The 12.6K Plateau: Diagnosing a 40% Throughput Gap in Distributed DFlash Training
In the middle of a sprawling, multi-session effort to train a DFlash speculative decoding drafter for the Qwen3.6-27B model, a single message from the AI assistant captures a moment of quiet alarm. After forty minutes of training on an 8-GPU cluster, the throughput has plateaued at 12.6K tokens per second—far below the 20K tok/s that the user had reported achieving in a previous run. The message, indexed as <msg id=9720>, is not a dramatic failure. There is no crash, no OOM error, no corrupted checkpoint. But the numbers do not lie: the estimated time to completion has stretched to 12.2 days, nearly double the expected ~7 days. The assistant's reasoning in this message reveals a meticulous diagnostic process, a deep understanding of distributed training bottlenecks, and the beginning of a hunt that will ultimately expose subtle interactions between dataset composition, GPU topology, and multi-threaded compilation.
Context: The Long Road to a Fresh Start
To understand the weight of this message, one must appreciate the journey that preceded it. The broader session (Segment 55) had been consumed with debugging a vicious FX tracing race condition in torch.compile(flex_attention). The training environment had been polluted by successive installations of SGLang, flashinfer, and multiple torch version swaps, culminating in a deleted compile cache that forced fresh compilation. The race condition manifested when multiple drafter threads simultaneously triggered torch.compile, causing a global _is_fx_tracing_flag to be set during one thread's compilation and corrupting the compile_wrapper check on another thread.
The assistant had executed an elaborate recovery plan: restoring dflash_model.py to the committed git HEAD, creating a fresh virtual environment with uv using only essential training dependencies (torch 2.11.0+cu128, transformers, datasets, wandb, boto3), deploying clean scripts to the CT200 container, and pre-warming the compile cache with a single-threaded warmup script. The warmup succeeded, generating a fresh compile cache. Training was launched from scratch on the expanded 1.1M-sample dataset with the original 5-target + 3-drafter configuration (token_budget=49152, max_batch_size=64, max_anchors=1024, block_size=32, gamma=10). The run was named exp-ddtree-expanded-1.1M-fresh-v2.
The expectation was that the clean environment and pre-warmed cache would restore the 20K tok/s performance seen before the dataset expansion. But by message 9720, that expectation has been dashed.

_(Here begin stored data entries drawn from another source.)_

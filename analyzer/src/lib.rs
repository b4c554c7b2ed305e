//! Lexer, AST and parser for single-variable arithmetic expressions.
//!
//! Pipeline: lex → parse. Token spans are byte offsets into the source, `[start, end)`.
//! AST nodes refer to tokens by index (`[lo, hi)`), which is what hint highlighting uses.
mod diagnostics;
mod lexer;
mod parser;
mod tests;

pub use diagnostics::{Diagnostic, DiagnosticKind, Label, SourceMap, format_diagnostics};
pub use lexer::{
    CONSTANT_NAMES, FUNCTION_NAMES, Grammar, LexOutput, NumberSyntax, Span, Token, TokenIdx,
    TokenKind, TokenRange, lex,
};
pub use parser::ast;
pub use parser::pretty::{Side, needs_parens};
pub use parser::{ParseError, ParseResult, Parser, parse};

/// Result of running the whole pipeline over a source string.
#[derive(Debug, Clone)]
pub struct Analysis {
    pub lex: LexOutput,
    pub expr: ParseResult<ast::Expr>,
}

impl Analysis {
    pub fn diagnostics(&self) -> Vec<Diagnostic> {
        match &self.expr {
            Ok(_) => vec![],
            Err(err) => vec![err.to_diagnostic(&self.lex)],
        }
    }
}

/// Lex and parse `text` with the default grammar.
pub fn analyze(text: &str) -> Analysis {
    analyze_with(&Grammar::DEFAULT, text)
}

pub fn analyze_with(grammar: &Grammar, text: &str) -> Analysis {
    let lex = grammar.lex(text);
    let expr = parse(&lex);
    Analysis { lex, expr }
}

The Message: A Plateau at 12.6K
The message opens with a stark status report:
Step 60, 40 minutes in, throughput plateaued at 12.6K tok/s. q_hs=[60] (full), so drafters are the bottleneck. All 8 GPUs active (even drafter GPU 6 at 97.2 GB — nearly full but alive).

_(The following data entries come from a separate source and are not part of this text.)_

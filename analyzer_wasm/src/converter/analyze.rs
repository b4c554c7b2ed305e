use analyzer::{Analysis, SourceMap};

use crate::converter::Converter;
use crate::converter::shared::{diagnostic_view, token_views};
use crate::dto::v1::{AcceptedInput, LexResult, ParseResult};

impl Converter {
    pub fn lex_result(source: &str) -> LexResult {
        let lex = analyzer::lex(source);
        LexResult {
            tokens: token_views(source, &lex),
            complete: lex.complete,
        }
    }

    pub fn parse_result(source: &str) -> ParseResult {
        Self::analysis_result(source, &analyzer::analyze(source))
    }

    pub(crate) fn analysis_result(source: &str, analysis: &Analysis) -> ParseResult {
        let source_map = SourceMap::new(source);

        ParseResult {
            tokens: token_views(source, &analysis.lex),
            complete: analysis.lex.complete,
            diagnostics: analysis
                .diagnostics()
                .iter()
                .map(|d| diagnostic_view(source, &source_map, d))
                .collect(),
            pretty: analysis.expr.as_ref().ok().map(|expr| expr.pretty()),
        }
    }

    pub fn accepted_input(typed: &str) -> AcceptedInput {
        let accepted = game::accept_input(typed);
        AcceptedInput {
            tokens: token_views(&accepted.text, &accepted.lex),
            complete: accepted.lex.complete,
            text: accepted.text,
        }
    }
}
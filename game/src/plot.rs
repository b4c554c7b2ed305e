use analyzer::ast::Expr;
use serde::Serialize;

/// One x position of the chart. Non-finite values are gaps in the line.
#[derive(Debug, Clone, Copy, PartialEq, Serialize)]
pub struct PlotPoint {
    pub x: f64,
    pub target: Option<f64>,
    pub guess: Option<f64>,
}

pub fn plot(samples: &[f64], target: &Expr, guess: Option<&Expr>) -> Vec<PlotPoint> {
    samples
        .iter()
        .map(|&x| PlotPoint {
            x,
            target: finite(evaluator::evaluate(target, x)),
            guess: guess.and_then(|g| finite(evaluator::evaluate(g, x))),
        })
        .collect()
}

fn finite(value: f64) -> Option<f64> {
    value.is_finite().then_some(value)
}
//! JS-facing DTO types for `analyzer_wasm`.
//!
//! Spans are UTF-16 code units, half-open `[start, end)`. Token ranges in hints
//! are token indices, which is what the guess grid is laid out by.
pub mod v1;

The q_hs=[60] metric is critical. The hidden-state queue (the shared queue through which target models pass hidden states to drafter models) is completely full at its maximum capacity of 60 items. This means the target models are producing work faster than the drafters can consume it—the drafters are the bottleneck. The assistant immediately recognizes the significance: "12.6K tok/s is significantly lower than the 20K the user reported. The ETA is 12.2 days vs what should be ~7 days for 20K."
What follows is a structured diagnostic reasoning process, organized into four hypotheses:
Hypothesis 1: Dataset Size
The expanded dataset contains 1.095M samples versus 902K in the previous run—a 21% increase. The assistant correctly notes that this increases batches per epoch and extends ETA proportionally, but "shouldn't directly impact throughput per step." This is a sound distinction: dataset size affects total work, not the rate at which work is completed.

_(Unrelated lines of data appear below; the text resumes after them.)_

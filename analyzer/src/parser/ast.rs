use crate::lexer::{TokenIdx, TokenRange};

#[derive(Debug, Clone, Copy, PartialEq, Eq, Hash)]
pub enum BinOpKind {
    /// `+`
    Plus,
    /// `-`
    Minus,
    /// `*`
    Star,
    /// `/`
    Slash,
    /// `^`
    Caret,
}

impl BinOpKind {
    pub const ALL: [BinOpKind; 5] = [
        BinOpKind::Plus,
        BinOpKind::Minus,
        BinOpKind::Star,
        BinOpKind::Slash,
        BinOpKind::Caret,
    ];

    pub fn as_str(&self) -> &'static str {
        match self {
            BinOpKind::Plus => "+",
            BinOpKind::Minus => "-",
            BinOpKind::Star => "*",
            BinOpKind::Slash => "/",
            BinOpKind::Caret => "^",
        }
    }

    /// Binding strength; larger numbers bind tighter.
    pub fn precedence(&self) -> Precedence {
        match self {
            BinOpKind::Plus | BinOpKind::Minus => Precedence::Additive,
            BinOpKind::Star | BinOpKind::Slash => Precedence::Multiplicative,
            BinOpKind::Caret => Precedence::Exponent,
        }
    }

    /// `^` is right-associative (`2^3^2` is `2^(3^2)`); the rest group to the left.
    pub fn is_right_assoc(&self) -> bool {
        matches!(self, BinOpKind::Caret)
    }
}

/// Grammar levels from loosest to tightest.
#[derive(Debug, Clone, Copy, PartialEq, Eq, PartialOrd, Ord)]
pub enum Precedence {
    Additive,
    Multiplicative,
    Exponent,
    Unary,
    Primary,
}

#[derive(Debug, Clone, Copy, PartialEq, Eq, Hash)]
pub enum UnOp {
    /// `+`
    Plus,
    /// `-`
    Neg,
}

impl UnOp {
    pub fn as_str(&self) -> &'static str {
        match self {
            UnOp::Plus => "+",
            UnOp::Neg => "-",
        }
    }
}

#[derive(Debug, Clone, Copy, PartialEq, Eq, Hash)]
pub enum Function {
    Sin,
    Cos,
    Tan,
    Log,
    Sqrt,
    Abs,
}

impl Function {
    pub const ALL: [Function; 6] = [
        Function::Sin,
        Function::Cos,
        Function::Tan,
        Function::Log,
        Function::Sqrt,
        Function::Abs,
    ];

    /// Resolves a function name token, ignoring ASCII case.
    pub fn from_name(name: &str) -> Option<Function> {
        Self::ALL
            .into_iter()
            .find(|f| f.as_str().eq_ignore_ascii_case(name))
    }

    pub fn as_str(&self) -> &'static str {
        match self {
            Function::Sin => "sin",
            Function::Cos => "cos",
            Function::Tan => "tan",
            Function::Log => "log",
            Function::Sqrt => "sqrt",
            Function::Abs => "abs",
        }
    }
}

#[derive(Debug, Clone, Copy, PartialEq, Eq, Hash)]
pub enum Constant {
    Pi,
    E,
}

impl Constant {
    pub const ALL: [Constant; 2] = [Constant::Pi, Constant::E];

    /// Resolves a constant name token, ignoring ASCII case.
    pub fn from_name(name: &str) -> Option<Constant> {
        Self::ALL
            .into_iter()
            .find(|c| c.as_str().eq_ignore_ascii_case(name))
    }

    pub fn as_str(&self) -> &'static str {
        match self {
            Constant::Pi => "pi",
            Constant::E => "e",
        }
    }

    pub fn value(&self) -> f64 {
        match self {
            Constant::Pi => std::f64::consts::PI,
            Constant::E => std::f64::consts::E,
        }
    }
}

/// Token ranges used to highlight a node in the guess grid.
#[derive(Debug, Clone, Copy, PartialEq, Eq)]
pub struct Boundaries {
    /// The node's distinguishing token alone (operator, function name or leaf).
    pub similar: TokenRange,
    /// Every token of the node's subtree.
    pub matched: TokenRange,
}

/// An expression node.
///
/// `anchor` is the index of the token that identifies the node (its operator,
/// function name or the leaf token itself) and `tokens` spans its whole subtree.
/// A parenthesised expression keeps its parentheses inside `tokens`, so only a
/// leaf written without parentheses has `tokens` equal to its anchor token.
#[derive(Debug, Clone, PartialEq)]
pub struct Expr {
    pub kind: ExprKind,
    pub anchor: TokenIdx,
    pub tokens: TokenRange,
}

#[derive(Debug, Clone, PartialEq)]
pub enum ExprKind {
    Number(f64),
    Variable,
    Constant(Constant),
    Unary {
        op: UnOp,
        expr: Box<Expr>,
    },
    Binary {
        op: BinOpKind,
        left: Box<Expr>,
        right: Box<Expr>,
    },
    Call {
        func: Function,
        arg: Box<Expr>,
    },
}

impl Expr {
    /// Direct children, in source order.
    pub fn sub_expressions(&self) -> Vec<&Expr> {
        match &self.kind {
            ExprKind::Number(_) | ExprKind::Variable | ExprKind::Constant(_) => vec![],
            ExprKind::Unary { expr, .. } => vec![expr.as_ref()],
            ExprKind::Binary { left, right, .. } => vec![left.as_ref(), right.as_ref()],
            ExprKind::Call { arg, .. } => vec![arg.as_ref()],
        }
    }

    /// This node followed by all of its descendants, in pre-order.
    pub fn preorder(&self) -> Vec<&Expr> {
        let mut out = Vec::new();
        let mut stack = vec![self];
        while let Some(expr) = stack.pop() {
            out.push(expr);
            // Push in reverse so the leftmost child is visited first.
            stack.extend(expr.sub_expressions().into_iter().rev());
        }
        out
    }

    pub fn boundaries(&self) -> Boundaries {
        Boundaries {
            similar: TokenRange::single(self.anchor),
            matched: self.tokens,
        }
    }

    /// Shallow structural equality: same variant and same operator, function,
    /// literal or constant. Children are not compared.
    pub fn is_similar(&self, other: &Expr) -> bool {
        match (&self.kind, &other.kind) {
            (ExprKind::Number(a), ExprKind::Number(b)) => a == b,
            (ExprKind::Variable, ExprKind::Variable) => true,
            (ExprKind::Constant(a), ExprKind::Constant(b)) => a == b,
            (ExprKind::Unary { op: a, .. }, ExprKind::Unary { op: b, .. }) => a == b,
            (ExprKind::Binary { op: a, .. }, ExprKind::Binary { op: b, .. }) => a == b,
            (ExprKind::Call { func: a, .. }, ExprKind::Call { func: b, .. }) => a == b,
            _ => false,
        }
    }

    pub fn is_variable(&self) -> bool {
        matches!(self.kind, ExprKind::Variable)
    }

    /// Whether the variable occurs anywhere in this subtree.
    pub fn mentions_variable(&self) -> bool {
        self.preorder().into_iter().any(Expr::is_variable)
    }

    /// The grammar level of this node's top-level construct.
    pub fn precedence(&self) -> Precedence {
        match &self.kind {
            ExprKind::Binary { op, .. } => op.precedence(),
            ExprKind::Unary { .. } => Precedence::Unary,
            ExprKind::Number(_)
            | ExprKind::Variable
            | ExprKind::Constant(_)
            | ExprKind::Call { .. } => Precedence::Primary,
        }
    }

    /// Same node, covering a wider token range (used for parenthesised groups).
    pub(crate) fn with_tokens(mut self, tokens: TokenRange) -> Expr {
        self.tokens = tokens;
        self
    }
}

Hypothesis 2: Sequence Length
The mean sequence length has shifted from 2068 to 2202 tokens. Longer sequences slow down each target forward pass, but the assistant observes that "with q_hs full, targets are keeping up fine." Since the queue is saturated at the drafter side, target-side slowdowns from longer sequences are not the binding constraint.
Hypothesis 3: torch.compile Warmup
At step 60, the assistant acknowledges that compilation "should be mostly warmed up, though maybe not fully optimized yet." This is a reasonable hedge—PyTorch's torch.compile with flex_attention can take hundreds of steps to reach peak performance as the C++/CUDA kernel cache fills in. However, the 12.6K figure has already plateaued (it was 11.6K at step 20, 12.6K at step 58), suggesting the warmup phase may be largely complete.
Hypothesis 4: GPU Memory Pressure
GPU 6 is at 97.2 GB, "nearly maxed out, which could be causing memory contention or forcing slower operations." This is a genuine concern: when GPU memory is nearly full, the CUDA memory allocator may fall back to slower allocation paths, and there is no headroom for temporary buffers that could accelerate computation.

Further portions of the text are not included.